The flit-core github repo has already a good demo of pyproject.toml, and I just need to change a few lines:

pyproject.toml
[build-system]
requires = ["flit-core >= 3.9,<4"]
build-backend = "flit_core.buildapi"

[project]
# https://flit.pypa.io/en/stable/pyproject_toml.html#module-section
# project name will be converted to kebab-case automatically
# when publishing to pypi.
name = "package_name_shown_in_pypi"
dynamic = ["version", "description"]
authors = [
    { name = "my name", email = "my email" },
]
requires-python = ">=3.11"
readme = "README.md"
classifiers = [
    "Programming Language :: Python :: 3",
    "Topic :: Software Development :: Libraries :: Python Modules",
]
urls.repository = "repo url"
urls.documentation = "repo url"

dependencies = ["aiohttp"]

[project.optional-dependencies]
dev = ["pre-commit"]
doc = ["mkdocs"]

[tool.flit.module]
# https://flit.pypa.io/en/stable/pyproject_toml.html#module-section
name = "python_module_folder_name"  # name used by import in Python

[tool.flit.sdist]
# https://flit.pypa.io/en/stable/pyproject_toml.html#sdist-section
# non-Python data file are not included by flit by default, so add VERSION file here.
include = ["VERSION"]

Flit reads the variable __version__ from the module file python_module_folder_name/__init__.py to get the version number. The above example uses a file VERSION to store the version number, and the __init__.py file reads the version number from the VERSION file. As a flat VERSION is more convenient to edit, I prefer this way.

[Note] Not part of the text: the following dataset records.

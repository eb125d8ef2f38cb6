use crate::constants::needs_device_reset;
use thiserror::Error;

/// Result type alias for coordinator operations.
pub type Result<T> = std::result::Result<T, Error>;

/// Errors surfaced by the coordination service.
///
/// `Busy` and `Rejected` are returned synchronously to control callers.
/// `Timeout`, `Cancelled`, `Device`, and `ProtocolMismatch` are reported
/// through the listener when a capture loop unwinds.
#[derive(Debug, Clone, Error)]
pub enum Error {
    /// A conflicting pause or transition already holds the coordinator.
    #[error("coordinator busy: {reason}")]
    Busy { reason: String },

    /// The operation is not valid in the coordinator's current state.
    #[error("operation rejected in state {state}: {reason}")]
    Rejected { state: String, reason: String },

    /// The operation-level deadline expired.
    #[error("operation timed out")]
    Timeout,

    /// The operation was cancelled by a control request.
    #[error("operation cancelled")]
    Cancelled,

    /// The sensor or secure channel reported a failure code.
    #[error("device error {code}: {message}")]
    Device { code: i32, message: String },

    /// The secure channel returned a response of an unexpected shape.
    /// Fatal to the current operation, never to the process.
    #[error("unexpected secure channel response: {message}")]
    ProtocolMismatch { message: String },

    /// A state transition that the state machine does not permit.
    #[error("invalid state transition from {from} to {to}")]
    InvalidStateTransition { from: String, to: String },
}

impl Error {
    /// Create a new busy error.
    pub fn busy(reason: impl Into<String>) -> Self {
        Self::Busy {
            reason: reason.into(),
        }
    }

    /// Create a new rejected error.
    pub fn rejected(state: impl Into<String>, reason: impl Into<String>) -> Self {
        Self::Rejected {
            state: state.into(),
            reason: reason.into(),
        }
    }

    /// Create a new device error.
    pub fn device(code: i32, message: impl Into<String>) -> Self {
        Self::Device {
            code,
            message: message.into(),
        }
    }

    /// Create a new protocol mismatch error.
    pub fn protocol_mismatch(message: impl Into<String>) -> Self {
        Self::ProtocolMismatch {
            message: message.into(),
        }
    }

    /// Whether this error carries a device status code in the
    /// reset-recovery range.
    #[must_use]
    pub fn is_reset_recoverable(&self) -> bool {
        matches!(self, Self::Device { code, .. } if needs_device_reset(*code))
    }
}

So the python_module_folder_name/__init__.py file could look like:

python_module_folder_name/__init__.py
"""An amazing sample package!"""
from pathlib import Path

DEFAULT_VERSION = "0.0.0"

try:
    version_file_path = Path(__file__).resolve().parents[1] / "VERSION"
    __version__ = version_file_path.read_text().strip()
except FileNotFoundError:
    __version__ = DEFAULT_VERSION

...

After that, you can use build to build the package, and twine to upload the package to pypi:

pip install build
python -m build
twine upload -r [feed_name_configured_in_pypirc] dist/*.whl

I don't use flit build because I find python -m build to be more standard from my personal perspective, and I prefer using twine over flit publish for the same reason. For example, Azure Pipeline configures ~/.pypirc for twine with the built-in task TwineAuthenticate, but not for flit.